The Song of the Loom tells the story of the hoary tradition of textile weaving in southern India from the perspective of the weavers. It is, hence a narrative from below. Mediated through the author’s interaction with weaving communities for over decades. The author stayed which weavers, participated in their cultural and religious festivals and listened to their many songs, which related to all facets of their lives-their struggles on the loom, their despair with the younger generation which is forsaking tradition way of life and their desperate clinging o their traditions and their memories. The Song of the Loom also records for posterity the loom songs which may soon be lost forever.

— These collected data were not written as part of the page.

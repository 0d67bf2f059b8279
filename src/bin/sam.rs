//! `sam` command-line entry point.
//!
//! Operator-facing commands only; the conversational front-ends live
//! outside this crate. Currently exposes plugin trust management:
//!
//! ```text
//! sam plugins trust <module> [--entry-point <name>] [--label <text>]
//! ```

use clap::{Parser, Subcommand};

#[derive(Parser)]
#[command(name = "sam", about = "SAM agent middleware operator commands")]
struct Cli {
    #[command(subcommand)]
    command: Command,
}

#[derive(Subcommand)]
enum Command {
    /// Plugin trust management.
    Plugins {
        #[command(subcommand)]
        action: PluginsAction,
    },
}

#[derive(Subcommand)]
enum PluginsAction {
    /// Compute a module's digest and pin it in the allowlist.
    Trust {
        /// Path to the plugin library.
        module: String,
        /// Also pin this entry-point name to the module.
        #[arg(long)]
        entry_point: Option<String>,
        /// Free-form note stored alongside the rule.
        #[arg(long)]
        label: Option<String>,
    },
}

fn main() {
    env_logger::init();

    let cli = Cli::parse();
    let code = match cli.command {
        Command::Plugins { action } => match action {
            PluginsAction::Trust {
                module,
                entry_point,
                label,
            } => sam::commands::trust_plugin(&module, entry_point.as_deref(), label.as_deref()),
        },
    };
    std::process::exit(code);
}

This book, however, goes beyond a retelling of folk narrative and the recording of loom of folk narratives and the recording of loom songs. It also about the nitty-gritty of the survival of a leisurely craft which is struggling to stay afloat at a time when speed driven technology is the prime mover in the major commercial domain of textiles and salability and competitive pricing become the decisive factors. The book therefore has chapters on culturally embedded traditional designs, traditional technology versus advancing technology mediated by the notion of ‘appropriate’ technology.

While a plethora of books on the history of Indian textiles have appeared in recent years, the majority of such books, given their great value for academia, are nevertheless ‘histories from above’ based laegely on archival sources. The present book is different in that its narrative is based on interactions with weaving communities. The author has endeavoured to connect the connect the concerns of the weavers with the role of NGOs and government established weaver service centres. This book should therefore provide a valuable feedback to the votaries of the handloom industry.

Vijaya Ramaswaramy is Professor at the Centre for Historical Studies. Jawaharlal Nehru University. New Delhi, and teaches economic history and history of religion in ancient India. Her doctoral thesis is on the ‘History of the Weaving Communities of South India’, and she gives occasional lectures on folklore. Professor Ramaswamy’s publications include Divinity and Deviance Indian Women (2003): Textiles and Weavers in Medieval South India (2006): Historical Dictionary of the Tamils (2007): Walking Naked: Women, Society, Spirituality in South India (2007): Biography as History-India Perspectives (2009): and A to Z of the Tamils (2010).

Preface

Walking Through The long and narrow streets of the ‘weaving villages’ of south India, as I did trough Rasipuram in Salem district, Tamil Nadu, one falls under the spell of the rhythmic movement of the shuttles as looms produce the ‘tak-tak’ sound. This is the song of the loom that has been reverberating in Indian craft culture for almost 2,000 years. Superior technology and globalization, in tandem with governmental policies, now threaten to silence these looms forever.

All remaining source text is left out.